- Born: Alice Golay 14 August 1901 Rovray, Switzerland
- Died: 27 February 1998 (aged 96) Genthod, Switzerland

= Alice Rivaz =

Swiss writer (1901–1998)

Alice Rivaz (14 August 1901 – 27 February 1998) was a Swiss writer and feminist.

== Life ==
She was born Alice Golay in the small Swiss municipality of Rovray, in the Canton of Vaud, the only child of Paul Golay and Ida Ettler, both strong Calvinists. Her mother had been a deaconess before deciding to leave that life to marry, while her father was a school teacher at the time of her birth. With a growing embrace of socialism, he later gave up that career and became a writer for the leftist periodical, Le Grutléen, for which the family moved to Lausanne.

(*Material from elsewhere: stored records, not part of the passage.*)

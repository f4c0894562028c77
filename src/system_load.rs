// Copyright 2026 Dropbox (created by Andrew Yates <ayates@dropbox.com>)

//! Host load sampling for the adjustment control loop.
//!
//! [`SystemLoadMonitor`] runs a background sampler that refreshes a CPU and
//! memory load snapshot (both in [0, 1]) on a fixed cadence. On Linux the
//! sampler reads `/proc/loadavg` and `/proc/meminfo`; elsewhere it falls
//! back to a heuristic derived from the number of alive tokio tasks. Every
//! failure mode is soft: an unreadable or unparseable source retains the
//! previous snapshot, so readers may observe values up to one interval
//! stale but never an error.

use std::sync::Arc;
use std::sync::LazyLock;
use std::time::Duration;

use prometheus::Gauge;
use tokio::sync::{watch, Mutex, RwLock};
use tokio::task::JoinHandle;
use tracing::debug;

use crate::metrics_constants::{METRIC_CPU_LOAD, METRIC_MEMORY_LOAD};

static CPU_LOAD_GAUGE: LazyLock<Gauge> = LazyLock::new(|| {
    crate::metrics_utils::gauge(METRIC_CPU_LOAD, "Last sampled host CPU load (0.0-1.0)")
});
static MEMORY_LOAD_GAUGE: LazyLock<Gauge> = LazyLock::new(|| {
    crate::metrics_utils::gauge(
        METRIC_MEMORY_LOAD,
        "Last sampled host memory load (0.0-1.0)",
    )
});

/// Task count at which the fallback CPU heuristic saturates.
const FALLBACK_TASK_CEILING: f64 = 1000.0;

#[derive(Debug, Clone, Copy, Default)]
struct LoadSnapshot {
    cpu: f64,
    memory: f64,
}

/// Periodic sampler of host CPU and memory load.
///
/// Must be created from within a tokio runtime; the sampler task is spawned
/// at construction and runs until [`SystemLoadMonitor::stop`] is called or
/// the monitor is dropped.
pub struct SystemLoadMonitor {
    snapshot: Arc<RwLock<LoadSnapshot>>,
    shutdown: watch::Sender<bool>,
    sampler: Mutex<Option<JoinHandle<()>>>,
}

impl SystemLoadMonitor {
    /// Create a monitor sampling every `interval`.
    #[must_use]
    pub fn new(interval: Duration) -> Self {
        let snapshot = Arc::new(RwLock::new(LoadSnapshot::default()));
        let (shutdown, mut shutdown_rx) = watch::channel(false);

        let task_snapshot = Arc::clone(&snapshot);
        let sampler = tokio::spawn(async move {
            let mut ticker = tokio::time::interval(interval);
            loop {
                tokio::select! {
                    _ = ticker.tick() => {
                        let previous = *task_snapshot.read().await;
                        let next = sample(previous);
                        *task_snapshot.write().await = next;
                        CPU_LOAD_GAUGE.set(next.cpu);
                        MEMORY_LOAD_GAUGE.set(next.memory);
                    }
                    _ = shutdown_rx.changed() => {
                        debug!("Load sampler shutting down");
                        break;
                    }
                }
            }
        });

        Self {
            snapshot,
            shutdown,
            sampler: Mutex::new(Some(sampler)),
        }
    }

    /// Last sampled CPU load in [0, 1].
    pub async fn cpu_load(&self) -> f64 {
        self.snapshot.read().await.cpu
    }

    /// Last sampled memory load in [0, 1].
    pub async fn memory_load(&self) -> f64 {
        self.snapshot.read().await.memory
    }

    /// Stop the sampler task. Idempotent.
    pub async fn stop(&self) {
        let _ = self.shutdown.send(true);
        if let Some(handle) = self.sampler.lock().await.take() {
            let _ = handle.await;
        }
    }
}

/// Take one sample, retaining `previous` values for any source that fails.
fn sample(previous: LoadSnapshot) -> LoadSnapshot {
    let cpu = proc_cpu_load()
        .or_else(fallback_cpu_load)
        .unwrap_or(previous.cpu);
    let memory = proc_memory_load().unwrap_or(previous.memory);
    LoadSnapshot { cpu, memory }
}

/// One-minute load average normalized by CPU count, from `/proc/loadavg`.
fn proc_cpu_load() -> Option<f64> {
    let contents = std::fs::read_to_string("/proc/loadavg").ok()?;
    let load = parse_loadavg(&contents)?;
    let cpu_count = std::thread::available_parallelism().map_or(1, std::num::NonZeroUsize::get);
    Some((load / cpu_count as f64).clamp(0.0, 1.0))
}

/// Fraction of memory in use, from `/proc/meminfo`.
fn proc_memory_load() -> Option<f64> {
    let contents = std::fs::read_to_string("/proc/meminfo").ok()?;
    parse_meminfo(&contents)
}

/// Heuristic for platforms without `/proc`: alive tokio tasks against a
/// fixed ceiling.
fn fallback_cpu_load() -> Option<f64> {
    let handle = tokio::runtime::Handle::try_current().ok()?;
    let tasks = handle.metrics().num_alive_tasks() as f64;
    Some((tasks / FALLBACK_TASK_CEILING).clamp(0.0, 1.0))
}

fn parse_loadavg(contents: &str) -> Option<f64> {
    contents
        .split_whitespace()
        .next()
        .and_then(|field| field.parse::<f64>().ok())
        .filter(|load| load.is_finite() && *load >= 0.0)
}

fn parse_meminfo(contents: &str) -> Option<f64> {
    let mut total: u64 = 0;
    let mut free: u64 = 0;
    let mut available: u64 = 0;

    for line in contents.lines() {
        if let Some(rest) = line.strip_prefix("MemTotal:") {
            total = parse_meminfo_kb(rest).unwrap_or(0);
        } else if let Some(rest) = line.strip_prefix("MemAvailable:") {
            available = parse_meminfo_kb(rest).unwrap_or(0);
        } else if let Some(rest) = line.strip_prefix("MemFree:") {
            free = parse_meminfo_kb(rest).unwrap_or(0);
        }
    }

    if total == 0 {
        return None;
    }

    // MemAvailable is the kernel's better estimate; MemFree is the fallback
    // on older kernels that do not report it.
    let unused = available.max(free);
    let used = total.saturating_sub(unused);
    Some((used as f64 / total as f64).clamp(0.0, 1.0))
}

fn parse_meminfo_kb(rest: &str) -> Option<u64> {
    rest.split_whitespace()
        .next()
        .and_then(|v| v.parse::<u64>().ok())
}

#[allow(clippy::unwrap_used, clippy::expect_used, clippy::panic)]
#[cfg(test)]
mod tests {
    use super::*;

    #[test]
    fn test_parse_loadavg_first_field() {
        let load = parse_loadavg("1.52 1.20 0.98 2/1324 12345\n").unwrap();
        assert!((load - 1.52).abs() < f64::EPSILON);
    }

    #[test]
    fn test_parse_loadavg_rejects_garbage() {
        assert!(parse_loadavg("").is_none());
        assert!(parse_loadavg("not-a-number 1.0 1.0").is_none());
    }

    #[test]
    fn test_parse_meminfo_prefers_available() {
        let contents = "MemTotal:       16000000 kB\n\
                        MemFree:         1000000 kB\n\
                        MemAvailable:    8000000 kB\n";
        let load = parse_meminfo(contents).unwrap();
        assert!((load - 0.5).abs() < 1e-9);
    }

    #[test]
    fn test_parse_meminfo_falls_back_to_free() {
        let contents = "MemTotal:       10000000 kB\n\
                        MemFree:         2500000 kB\n";
        let load = parse_meminfo(contents).unwrap();
        assert!((load - 0.75).abs() < 1e-9);
    }

    #[test]
    fn test_parse_meminfo_missing_total() {
        assert!(parse_meminfo("MemFree: 100 kB\n").is_none());
    }

    #[test]
    fn test_sample_retains_previous_on_failure() {
        // Whatever the platform, a sample never loses a previously known
        // value: either a source succeeds or the previous value survives.
        let previous = LoadSnapshot {
            cpu: 0.33,
            memory: 0.44,
        };
        let next = sample(previous);
        assert!((0.0..=1.0).contains(&next.cpu) || (next.cpu - 0.33).abs() < f64::EPSILON);
        assert!((0.0..=1.0).contains(&next.memory) || (next.memory - 0.44).abs() < f64::EPSILON);
    }

    #[tokio::test]
    async fn test_monitor_reports_values_in_range() {
        let monitor = SystemLoadMonitor::new(Duration::from_millis(10));
        tokio::time::sleep(Duration::from_millis(50)).await;

        let cpu = monitor.cpu_load().await;
        let memory = monitor.memory_load().await;
        assert!((0.0..=1.0).contains(&cpu), "cpu out of range: {cpu}");
        assert!(
            (0.0..=1.0).contains(&memory),
            "memory out of range: {memory}"
        );

        monitor.stop().await;
    }

    #[tokio::test]
    async fn test_stop_is_idempotent() {
        let monitor = SystemLoadMonitor::new(Duration::from_millis(10));
        monitor.stop().await;
        monitor.stop().await;
    }
}
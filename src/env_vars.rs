// Copyright 2026 Dropbox (created by Andrew Yates <ayates@dropbox.com>)

//! Centralized environment variable names and helpers for `dashlimit`.
//!
//! All variables are optional overrides on top of [`crate::LimiterConfig`]
//! defaults; unset or unparseable values fall back to the compiled-in
//! default for that field.

// =============================================================================
// Environment Variable Name Constants
// =============================================================================

/// Starting per-key token budget per interval.
pub const DASHLIMIT_INITIAL_LIMIT: &str = "DASHLIMIT_INITIAL_LIMIT";
/// Absolute floor for the per-key refill budget.
pub const DASHLIMIT_MIN_LIMIT: &str = "DASHLIMIT_MIN_LIMIT";
/// Absolute ceiling for the per-key refill budget.
pub const DASHLIMIT_MAX_LIMIT: &str = "DASHLIMIT_MAX_LIMIT";
/// Period the rate is expressed against, in milliseconds.
pub const DASHLIMIT_INTERVAL_MS: &str = "DASHLIMIT_INTERVAL_MS";
/// Cadence of the adjustment control loop, in milliseconds.
pub const DASHLIMIT_ADJUST_INTERVAL_MS: &str = "DASHLIMIT_ADJUST_INTERVAL_MS";
/// Cadence of host load sampling, in milliseconds.
pub const DASHLIMIT_METRICS_INTERVAL_MS: &str = "DASHLIMIT_METRICS_INTERVAL_MS";
/// High CPU/memory load threshold (0.0-1.0).
pub const DASHLIMIT_HIGH_LOAD_THRESHOLD: &str = "DASHLIMIT_HIGH_LOAD_THRESHOLD";
/// Low CPU/memory load threshold (0.0-1.0).
pub const DASHLIMIT_LOW_LOAD_THRESHOLD: &str = "DASHLIMIT_LOW_LOAD_THRESHOLD";
/// High observed error-rate threshold (0.0-1.0).
pub const DASHLIMIT_HIGH_ERROR_THRESHOLD: &str = "DASHLIMIT_HIGH_ERROR_THRESHOLD";
/// Low observed error-rate threshold (0.0-1.0).
pub const DASHLIMIT_LOW_ERROR_THRESHOLD: &str = "DASHLIMIT_LOW_ERROR_THRESHOLD";
/// Target average response time used as the control setpoint, in milliseconds.
pub const DASHLIMIT_TARGET_RESPONSE_TIME_MS: &str = "DASHLIMIT_TARGET_RESPONSE_TIME_MS";

// =============================================================================
// Typed helpers
// =============================================================================

/// Reads an environment variable as a string, returning `None` if unset.
#[must_use]
pub fn env_string(name: &str) -> Option<String> {
    std::env::var(name).ok()
}

/// Reads an environment variable as a `u64`, returning `default` if unset or invalid.
#[must_use]
pub fn env_u64_or_default(name: &str, default: u64) -> u64 {
    std::env::var(name)
        .ok()
        .and_then(|v| v.parse::<u64>().ok())
        .unwrap_or(default)
}

/// Reads an environment variable as an `f64`, returning `default` if unset or invalid.
#[must_use]
pub fn env_f64_or_default(name: &str, default: f64) -> f64 {
    std::env::var(name)
        .ok()
        .and_then(|v| v.parse::<f64>().ok())
        .unwrap_or(default)
}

Alice Rivaz' later writings are thought to reflect the conflict the couple experienced as a result of their differing points of view, with her mother's piety butting up against her father's political convictions.

At the age of 25 Rivaz moved to Geneva, where she spent the rest of her life. She originally studied music, training to become a pianist. After several years of work with the International Labour Organization she turned to writing, and became one of the foremost French language writers of Switzerland. She died in that city at the age of 96 and was buried at the prestigious Cimetière des Rois in the Plainpalais district.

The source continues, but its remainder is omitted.